The survey of more than 1,000 UK adults also shows that 52% of customers are willing to pay higher prices at shops, pubs and restaurants if it means staff are paid a higher salary.
Two-thirds of the public believe the economy has improved sufficiently to justify increases in pay, with 70% wanting those on the lowest incomes to be the first to receive them. Despite this, support for making the living wage mandatory is low, with only 21% strongly agreeing that minimum levels should be set by the Government.
The living wage is a recommended level of pay employers are encouraged to give their staff so that they can reasonably support themselves. It currently stands at £8.80 in London and £7.65 in other parts of the UK. The national minimum wage is £6.31 for those aged 21 and over.

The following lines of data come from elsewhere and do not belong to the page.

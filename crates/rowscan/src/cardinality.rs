use rowscan_core::error::Error;

/// Tracks the number of rows seen by a scalar scan.
#[derive(Debug, Clone, Copy, Default, PartialEq, Eq)]
pub(crate) enum Cardinality {
    /// No rows have been seen.
    #[default]
    Empty,
    /// Exactly one row has been seen.
    HaveOne,
    /// More than one row has been seen.
    Violated,
}

impl Cardinality {
    /// Records a new row, failing once it is the second one.
    pub(crate) fn observe(&mut self) -> Result<(), Error> {
        match self {
            Self::Empty => {
                *self = Self::HaveOne;
                Ok(())
            }
            Self::HaveOne | Self::Violated => {
                *self = Self::Violated;
                Err(Self::violation())
            }
        }
    }

    /// Checks that exactly one row has been seen.
    pub(crate) fn finish(self) -> Result<(), Error> {
        match self {
            Self::Empty => Err(Error::not_found()),
            Self::HaveOne => Ok(()),
            Self::Violated => Err(Self::violation()),
        }
    }

    #[inline]
    fn violation() -> Error {
        Error::cardinality("expected 1 row, got > 1")
    }
}
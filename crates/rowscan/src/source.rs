use futures::{Stream, TryStreamExt};
use rowscan_core::error::{Error, ErrorKind};

/// A streaming cursor over the rows produced by a query.
///
/// A row source has a single consumer. The scanner calls [`stop()`](RowSource::stop)
/// exactly once when it is done with the source, whether the scan succeeded,
/// failed, or was cancelled by dropping it.
pub trait RowSource {
    /// A type for the database row.
    type Row;

    /// Fetches the next row, returning `None` once the source is exhausted.
    async fn next_row(&mut self) -> Result<Option<Self::Row>, Error>;

    /// Releases the underlying cursor.
    fn stop(&mut self);
}

/// A row source backed by a fallible stream of rows.
pub struct StreamSource<S> {
    /// Underlying stream. It is dropped on `stop()`.
    stream: Option<S>,
}

impl<S> StreamSource<S> {
    /// Creates a new instance.
    #[inline]
    pub fn new(stream: S) -> Self {
        Self {
            stream: Some(stream),
        }
    }

    /// Returns `true` if the source has been stopped.
    #[inline]
    pub fn is_stopped(&self) -> bool {
        self.stream.is_none()
    }
}

impl<S, R, E> RowSource for StreamSource<S>
where
    S: Stream<Item = Result<R, E>> + Unpin,
    E: Into<Error>,
{
    type Row = R;

    async fn next_row(&mut self) -> Result<Option<Self::Row>, Error> {
        match self.stream.as_mut() {
            Some(stream) => stream.try_next().await.map_err(Into::into),
            None => Ok(None),
        }
    }

    #[inline]
    fn stop(&mut self) {
        self.stream = None;
    }
}

/// Owns a row source for the duration of a scan and stops it on drop.
pub(crate) struct SourceGuard<S: RowSource> {
    source: S,
    num_rows: usize,
}

impl<S: RowSource> SourceGuard<S> {
    /// Creates a new instance.
    #[inline]
    pub(crate) fn new(source: S) -> Self {
        Self {
            source,
            num_rows: 0,
        }
    }

    /// Fetches the next row, tagging failures as source errors
    /// unless the source failed to decode the row.
    pub(crate) async fn next_row(&mut self) -> Result<Option<S::Row>, Error> {
        match self.source.next_row().await {
            Ok(Some(row)) => {
                self.num_rows += 1;
                Ok(Some(row))
            }
            Ok(None) => Ok(None),
            Err(err) => {
                tracing::warn!(num_rows = self.num_rows, "fail to fetch the next row: {err}");
                let kind = match err.kind() {
                    ErrorKind::Decode => ErrorKind::Decode,
                    _ => ErrorKind::Source,
                };
                Err(err.wrap_as(kind, "fail to fetch the next row"))
            }
        }
    }
}

impl<S: RowSource> Drop for SourceGuard<S> {
    fn drop(&mut self) {
        self.source.stop();
        tracing::debug!(num_rows = self.num_rows, "row source released");
    }
}
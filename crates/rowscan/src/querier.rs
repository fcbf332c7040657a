use super::RowSource;

/// A SQL statement with positional arguments.
#[derive(Debug, Clone, Default, PartialEq, Eq)]
pub struct Statement {
    /// SQL text.
    sql: String,
    /// Arguments bound in order.
    arguments: Vec<String>,
}

impl Statement {
    /// Creates a new instance without arguments.
    #[inline]
    pub fn new(sql: impl Into<String>) -> Self {
        Self {
            sql: sql.into(),
            arguments: Vec::new(),
        }
    }

    /// Binds the next positional argument.
    #[inline]
    pub fn bind(mut self, argument: impl ToString) -> Self {
        self.arguments.push(argument.to_string());
        self
    }

    /// Returns the SQL text.
    #[inline]
    pub fn sql(&self) -> &str {
        &self.sql
    }

    /// Returns the arguments.
    #[inline]
    pub fn arguments(&self) -> &[String] {
        &self.arguments
    }
}

impl From<&str> for Statement {
    #[inline]
    fn from(sql: &str) -> Self {
        Self::new(sql)
    }
}

impl From<String> for Statement {
    #[inline]
    fn from(sql: String) -> Self {
        Self::new(sql)
    }
}

/// Running queries that stream their rows.
pub trait Querier {
    /// A type for the database row.
    type Row;

    /// A type for the row source of a query.
    type Source<'a>: RowSource<Row = Self::Row>
    where
        Self: 'a;

    /// Starts the query and returns a source of its rows.
    /// Errors are reported by the source when the first row is fetched.
    fn query<'a>(&'a mut self, statement: &'a Statement) -> Self::Source<'a>;
}
use super::{Querier, Record, RowSource, Statement};
use rowscan_core::error::{Error, ErrorKind};
use std::{
    collections::VecDeque,
    sync::{
        Arc,
        atomic::{AtomicUsize, Ordering::Relaxed},
    },
};

/// Counters shared with a mock source.
#[derive(Debug, Clone, Default)]
pub(crate) struct MockStats {
    pulls: Arc<AtomicUsize>,
    stops: Arc<AtomicUsize>,
}

impl MockStats {
    /// Number of times the next row was requested.
    pub(crate) fn pulls(&self) -> usize {
        self.pulls.load(Relaxed)
    }

    /// Number of times the source was stopped.
    pub(crate) fn stops(&self) -> usize {
        self.stops.load(Relaxed)
    }
}

/// An in-memory row source.
#[derive(Debug)]
pub(crate) struct MockSource {
    rows: VecDeque<Record>,
    failure: Option<&'static str>,
    stats: MockStats,
}

impl MockSource {
    /// Yields the rows and then ends.
    pub(crate) fn new(rows: Vec<Record>) -> Self {
        Self {
            rows: rows.into(),
            failure: None,
            stats: MockStats::default(),
        }
    }

    /// Yields the rows and then fails once with the message.
    pub(crate) fn failing(rows: Vec<Record>, message: &'static str) -> Self {
        Self {
            failure: Some(message),
            ..Self::new(rows)
        }
    }

    pub(crate) fn stats(&self) -> MockStats {
        self.stats.clone()
    }
}

impl RowSource for MockSource {
    type Row = Record;

    async fn next_row(&mut self) -> Result<Option<Record>, Error> {
        self.stats.pulls.fetch_add(1, Relaxed);
        match self.rows.pop_front() {
            Some(row) => Ok(Some(row)),
            None => match self.failure.take() {
                Some(message) => Err(Error::new(ErrorKind::Source, message)),
                None => Ok(None),
            },
        }
    }

    fn stop(&mut self) {
        self.stats.stops.fetch_add(1, Relaxed);
    }
}

/// A querier returning the same rows for every statement.
#[derive(Debug, Default)]
pub(crate) struct MockQuerier {
    rows: Vec<Record>,
    statements: Vec<String>,
}

impl MockQuerier {
    pub(crate) fn new(rows: Vec<Record>) -> Self {
        Self {
            rows,
            statements: Vec::new(),
        }
    }

    /// SQL text of the statements run so far.
    pub(crate) fn statements(&self) -> &[String] {
        &self.statements
    }
}

impl Querier for MockQuerier {
    type Row = Record;
    type Source<'a> = MockSource;

    fn query<'a>(&'a mut self, statement: &'a Statement) -> Self::Source<'a> {
        self.statements.push(statement.sql().to_owned());
        MockSource::new(self.rows.clone())
    }
}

KPMG head of CR and chair of the Living Wage Foundation Mike Kelly told HR magazine he has seen indications that the living wage has become a mainstream issue over the past 12 months.
“A year ago if I went into a meeting about the living wage it would mostly be with someone associated with CSR,” he said. “Now it’s either the HR director of head of reward every time. This is just one indicator that companies are starting to see this as part of their pay and reward strategy going forward.”
Kelly added that the intention to pay a living wage is also becoming more widespread among FTSE 100 companies, with 13 now adopting the policy.
“At current rates it’s conceivable we could be up to 25 as early as November,” he said.